When a system is operational, the number and the frequency of recorded fault indicators may be compared to baseline measurements. If the baseline values have been significantly exceeded, an alert may be raised by the system. This may result in a trouble ticket being opened. In some embodiments, automated actions may be employed to attempt to remedy the situation.
Embodiments of the present disclosure use referred technical advisor cases for a system (this could also be done in a system lab, with senior technical advisor engineers, or for systems that have not yet deployed) to identify precursors of major, customer impacting, problems unique to a system. Next, these fault indicators may be included, identified, recorded, and compared against baselines of normal function. These indicators may be collected from a given customer network and then the network may be monitored for alerts when indicators are significantly in excess of baseline levels.
The collection of information to build the baseline, as well as the monitoring for threshold violations can be done using automation embedded into the devices. Embedded automation may collect syslogs over time, as well as periodically run system-based diagnostic commands to parse and store output. The number of system-related syslogs may be tracked as well as typical values of command line interface (“CLI”) command outputs (e.g. averages for integral values, repeated values for statuses, etc.).

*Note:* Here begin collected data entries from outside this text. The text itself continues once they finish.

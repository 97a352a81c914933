//! # Storefront Config
//!
//! Configuration management for Storefront.
//! Supports layered configuration from files, environment variables,
//! and runtime refresh.

mod app_config;
mod loader;

pub use app_config::*;
pub use loader::*;
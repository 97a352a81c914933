use super::{still_referenced, EntityRules};
use async_trait::async_trait;
use std::sync::Arc;
use storefront_core::{Customer, Entity, EntityKind, StorefrontResult};
use storefront_repository::CatalogQueries;

/// A customer with purchases cannot be deleted.
pub struct CustomerRules {
    queries: Arc<dyn CatalogQueries>,
}

impl CustomerRules {
    pub fn new(queries: Arc<dyn CatalogQueries>) -> Self {
        Self { queries }
    }
}

#[async_trait]
impl EntityRules<Customer> for CustomerRules {
    async fn before_delete(&self, customer: &Customer) -> StorefrontResult<()> {
        let Some(id) = customer.id() else {
            return Ok(());
        };

        if !self.queries.find_purchases_by_customer_id(id).await?.is_empty() {
            return Err(still_referenced(EntityKind::Customer, EntityKind::Purchase));
        }
        Ok(())
    }
}
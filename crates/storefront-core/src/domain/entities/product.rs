//! Product entity.

use crate::{Entity, EntityId, EntityKind, Persistable, StorefrontResult};
use rust_decimal::Decimal;
use serde::{Deserialize, Serialize};

/// A product that can be sold in the store.
#[derive(Debug, Clone, Default, PartialEq, Eq, Serialize, Deserialize)]
#[serde(rename_all = "camelCase")]
pub struct Product {
    #[serde(default)]
    id: Option<EntityId>,
    description: String,
    /// Unit price, kept exact.
    price: Decimal,
    /// Units in stock.
    amount: i32,
}

impl Product {
    /// Creates a new, unpersisted product.
    #[must_use]
    pub fn new(description: impl Into<String>, price: Decimal, amount: i32) -> Self {
        Self {
            id: None,
            description: description.into(),
            price,
            amount,
        }
    }

    #[must_use]
    pub fn description(&self) -> &str {
        &self.description
    }

    pub fn set_description(&mut self, description: impl Into<String>) {
        self.description = description.into();
    }

    #[must_use]
    pub const fn price(&self) -> Decimal {
        self.price
    }

    pub fn set_price(&mut self, price: Decimal) {
        self.price = price;
    }

    #[must_use]
    pub const fn amount(&self) -> i32 {
        self.amount
    }

    pub fn set_amount(&mut self, amount: i32) {
        self.amount = amount;
    }

    /// Checks if there is any unit left in stock.
    #[must_use]
    pub const fn has_inventory(&self) -> bool {
        self.amount > 0
    }

    /// Checks if the stock covers the requested quantity.
    #[must_use]
    pub const fn is_inventory_enough(&self, quant: i32) -> bool {
        self.amount >= quant
    }
}

impl Entity for Product {
    const KIND: EntityKind = EntityKind::Product;

    fn id(&self) -> Option<EntityId> {
        self.id
    }

    fn with_id(mut self, id: Option<EntityId>) -> Self {
        self.id = id;
        self
    }
}

impl Persistable for Product {
    fn assign_identity(&mut self, next_id: &mut dyn FnMut() -> StorefrontResult<EntityId>) -> StorefrontResult<()> {
        if self.id.is_none() {
            self.id = Some(next_id()?);
        }
        Ok(())
    }
}
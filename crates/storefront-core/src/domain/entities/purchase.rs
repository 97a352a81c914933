//! Purchase and purchase item entities.

use super::{Customer, Product};
use crate::{Entity, EntityId, EntityKind, Persistable, StorefrontResult};
use chrono::{DateTime, Utc};
use serde::{Deserialize, Serialize};

/// A purchase made by a [`Customer`].
#[derive(Debug, Clone, Default, PartialEq, Eq, Serialize, Deserialize)]
#[serde(rename_all = "camelCase")]
pub struct Purchase {
    #[serde(default)]
    id: Option<EntityId>,
    /// Required once persisted.
    #[serde(default)]
    customer: Option<Customer>,
    #[serde(default)]
    date_time: Option<DateTime<Utc>>,
    /// Line items in receipt order. `None` means "not loaded", which is not
    /// the same as an empty purchase.
    #[serde(default)]
    itens: Option<Vec<PurchaseItem>>,
}

impl Purchase {
    /// Creates a new, unpersisted purchase for a customer, without items.
    #[must_use]
    pub fn new(customer: Customer) -> Self {
        Self {
            id: None,
            customer: Some(customer),
            date_time: None,
            itens: None,
        }
    }

    #[must_use]
    pub fn with_date_time(mut self, date_time: DateTime<Utc>) -> Self {
        self.date_time = Some(date_time);
        self
    }

    #[must_use]
    pub fn with_itens(mut self, itens: Vec<PurchaseItem>) -> Self {
        self.set_itens(Some(itens));
        self
    }

    #[must_use]
    pub const fn customer(&self) -> Option<&Customer> {
        self.customer.as_ref()
    }

    pub fn set_customer(&mut self, customer: Option<Customer>) {
        self.customer = customer;
    }

    #[must_use]
    pub const fn date_time(&self) -> Option<DateTime<Utc>> {
        self.date_time
    }

    pub fn set_date_time(&mut self, date_time: Option<DateTime<Utc>>) {
        self.date_time = date_time;
    }

    #[must_use]
    pub fn itens(&self) -> Option<&[PurchaseItem]> {
        self.itens.as_deref()
    }

    /// Replaces the line items. Items are linked to this purchase when it
    /// already has an identity.
    pub fn set_itens(&mut self, itens: Option<Vec<PurchaseItem>>) {
        self.itens = itens.map(|items| {
            items
                .into_iter()
                .map(|item| match self.id {
                    Some(id) => item.with_purchase_id(Some(id)),
                    None => item,
                })
                .collect()
        });
    }

    /// Appends a line item, creating the item list if it was absent.
    pub fn add_item(&mut self, item: PurchaseItem) {
        let item = match self.id {
            Some(id) => item.with_purchase_id(Some(id)),
            None => item,
        };
        self.itens.get_or_insert_with(Vec::new).push(item);
    }
}

impl Entity for Purchase {
    const KIND: EntityKind = EntityKind::Purchase;

    fn id(&self) -> Option<EntityId> {
        self.id
    }

    fn with_id(mut self, id: Option<EntityId>) -> Self {
        self.id = id;
        self
    }
}

impl Persistable for Purchase {
    fn assign_identity(&mut self, next_id: &mut dyn FnMut() -> StorefrontResult<EntityId>) -> StorefrontResult<()> {
        let id = match self.id {
            Some(id) => id,
            None => {
                let id = next_id()?;
                self.id = Some(id);
                id
            }
        };
        for item in self.itens.iter_mut().flatten() {
            item.assign_identity(&mut *next_id)?;
            item.purchase_id = Some(id);
        }
        Ok(())
    }
}

/// A line item of a [`Purchase`].
///
/// `product` and `quant` are fixed when the item is created: there are no
/// setters for them, and updates of a persisted item keep the stored values.
#[derive(Debug, Clone, Default, PartialEq, Eq, Serialize, Deserialize)]
#[serde(rename_all = "camelCase")]
pub struct PurchaseItem {
    #[serde(default)]
    id: Option<EntityId>,
    /// Owning purchase. Not part of the item's own JSON.
    #[serde(skip)]
    purchase_id: Option<EntityId>,
    /// Product being sold. Required once persisted.
    #[serde(default)]
    product: Option<Product>,
    /// Quantity of product items sold.
    quant: i32,
}

impl PurchaseItem {
    /// Creates a new, unpersisted line item.
    #[must_use]
    pub fn new(product: Product, quant: i32) -> Self {
        Self {
            id: None,
            purchase_id: None,
            product: Some(product),
            quant,
        }
    }

    #[must_use]
    pub fn with_purchase_id(mut self, purchase_id: Option<EntityId>) -> Self {
        self.purchase_id = purchase_id;
        self
    }

    #[must_use]
    pub const fn purchase_id(&self) -> Option<EntityId> {
        self.purchase_id
    }

    #[must_use]
    pub const fn product(&self) -> Option<&Product> {
        self.product.as_ref()
    }

    #[must_use]
    pub const fn quant(&self) -> i32 {
        self.quant
    }
}

impl Entity for PurchaseItem {
    const KIND: EntityKind = EntityKind::PurchaseItem;

    fn id(&self) -> Option<EntityId> {
        self.id
    }

    fn with_id(mut self, id: Option<EntityId>) -> Self {
        self.id = id;
        self
    }
}

impl Persistable for PurchaseItem {
    fn assign_identity(&mut self, next_id: &mut dyn FnMut() -> StorefrontResult<EntityId>) -> StorefrontResult<()> {
        if self.id.is_none() {
            self.id = Some(next_id()?);
        }
        Ok(())
    }
}
//! District and city mappers.

use super::{required_id, resolved};
use crate::dto::{CityDto, DistrictDto};
use async_trait::async_trait;
use storefront_core::{City, District, Entity, EntityKind, Mapper, MappingError, Resolver, StorefrontResult};

/// Maps [`District`] to and from [`DistrictDto`].
#[derive(Debug, Clone, Copy, Default)]
pub struct DistrictMapper;

#[async_trait]
impl Mapper<District, DistrictDto> for DistrictMapper {
    fn to_dto(&self, entity: &District) -> Result<DistrictDto, MappingError> {
        Ok(DistrictDto {
            id: entity.id(),
            name: entity.name().to_string(),
            abbreviation: entity.abbreviation().to_string(),
        })
    }

    async fn from_dto(&self, dto: DistrictDto, _resolver: &dyn Resolver) -> StorefrontResult<District> {
        Ok(District::new(dto.name, dto.abbreviation).with_id(dto.id))
    }
}

/// Maps [`City`] to and from [`CityDto`]. The district is required.
#[derive(Debug, Clone, Copy, Default)]
pub struct CityMapper;

#[async_trait]
impl Mapper<City, CityDto> for CityMapper {
    fn to_dto(&self, entity: &City) -> Result<CityDto, MappingError> {
        Ok(CityDto {
            id: entity.id(),
            name: entity.name().to_string(),
            district_id: required_id(EntityKind::City, "district", entity.district())?,
        })
    }

    async fn from_dto(&self, dto: CityDto, resolver: &dyn Resolver) -> StorefrontResult<City> {
        let district = resolved(dto.district_id, resolver.district(dto.district_id).await?)?;
        Ok(City::new(dto.name, district).with_id(dto.id))
    }
}

#[cfg(test)]
mod tests {
    use super::*;
    use storefront_core::{EntityId, Repository, StorefrontError};
    use storefront_repository::InMemoryStore;

    async fn store_with_district() -> (InMemoryStore, District) {
        let store = InMemoryStore::new();
        let district = store.districts().save(District::new("Tocantins", "TO")).await.unwrap();
        (store, district)
    }

    #[tokio::test]
    async fn test_district_round_trip() {
        let (store, district) = store_with_district().await;
        let dto = DistrictMapper.to_dto(&district).unwrap();
        assert_eq!(dto.abbreviation, "TO");

        let back = DistrictMapper.from_dto(dto, &store).await.unwrap();
        assert_eq!(back, district);
    }

    #[tokio::test]
    async fn test_city_to_dto_flattens_district() {
        let (_, district) = store_with_district().await;
        let city = City::new("Palmas", district.clone()).with_id(Some(EntityId(7)));

        let dto = CityMapper.to_dto(&city).unwrap();
        assert_eq!(dto.id, Some(EntityId(7)));
        assert_eq!(dto.name, "Palmas");
        assert_eq!(Some(dto.district_id), district.id());
    }

    #[tokio::test]
    async fn test_city_from_dto_resolves_district() {
        let (store, district) = store_with_district().await;
        let dto = CityDto {
            id: None,
            name: "Palmas".to_string(),
            district_id: district.id().unwrap(),
        };

        let city = CityMapper.from_dto(dto, &store).await.unwrap();
        assert_eq!(city.district(), Some(&district));
        assert!(city.is_inserting());
    }

    #[tokio::test]
    async fn test_city_from_dto_unknown_district() {
        let store = InMemoryStore::new();
        let dto = CityDto {
            id: None,
            name: "Palmas".to_string(),
            district_id: EntityId(99),
        };

        let err = CityMapper.from_dto(dto, &store).await.unwrap_err();
        assert!(matches!(
            err,
            StorefrontError::Mapping(MappingError::UnresolvedReference {
                kind: EntityKind::District,
                id: EntityId(99)
            })
        ));
        assert_eq!(err.status_code(), 404);
    }

    #[test]
    fn test_city_without_district_cannot_be_projected() {
        let mut city = City::new("Palmas", District::new("Tocantins", "TO"));
        city.set_district(None);

        let err = CityMapper.to_dto(&city).unwrap_err();
        assert!(matches!(err, MappingError::MissingRequiredRelation { relation: "district", .. }));
    }

    #[tokio::test]
    async fn test_city_update_keeps_identity() {
        let (store, district) = store_with_district().await;
        let existing = City::new("Palmas", district.clone()).with_id(Some(EntityId(7)));
        let dto = CityDto {
            id: Some(EntityId(8)),
            name: "Araguaína".to_string(),
            district_id: district.id().unwrap(),
        };

        let updated = CityMapper.apply_update(&existing, dto, &store).await.unwrap();
        assert_eq!(updated.id(), Some(EntityId(7)));
        assert_eq!(updated.name(), "Araguaína");
    }
}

These values may become the baseline values.
The established baseline may be augmented by input from a centralized NMS. The centralized NMS can receive prioritization data from an authoritative backend based on learned data from previously reported problems.
Once the baseline is constructed, the network device may switch to a monitor mode. Any excessive violations of the determined baseline may result in the device notifying a centralized Network Management System (NMS), individual user, a trouble ticketing system, etc. about potential issues. If required, the baseline algorithm can be re-run on the device as needed. As new data is learned from other sources, or if the network conditions change, the baseline data stored in devices may also need to change. The centralized NMS can trigger the recalculation, or the recalculation can be triggered manually.
Embodiments of the present disclosure avoid having to try to proactively anticipate every problem from software defects, third party products or user error. Monitoring those areas where such problems begin showing up, well before major customer problems are encountered provides a mush smoother customer experience.
Embodiments of the present disclosure provide processes for analyzing technical advisor referred cases to develop Bellwether events and index fault indicators (“IFI”), as well as their relative impacts and priorities. Technical advisor referred cases may be analyzed to find most common problem scenarios reported. Note is made of diagnostic commands, debugs or other methods used to troubleshoot the problem at the back end. Combinations of devices with inter-device problems may be noted.
Special emphasis may also be placed on problems that fall in between two different technical advisor team areas of expertise. In this scenario, expertise of technical advisor engineers for each product may be combined to quickly eliminate one product or the other from consideration.
Diagnostic information gathered may be compared against fault isolation. Best methods for fault identification may be recorded. Detection methods, fault indicators, remediation steps, final resolutions and any additional methods used to verify the fix may be correlated with one another.
Common problem scenarios may be analyzed in terms of impact on customer sentiment, customer business value and essential customer business processes. An additional dimension of time to resolve as well as cases that move in between different technical advisor groups, due to challenges in issue identification or resolution may be identified. Problems requiring escalation to a particular business unit that owns a product may also be identified. Gathering IFI in these situations may speed response time to technical advisor escalations.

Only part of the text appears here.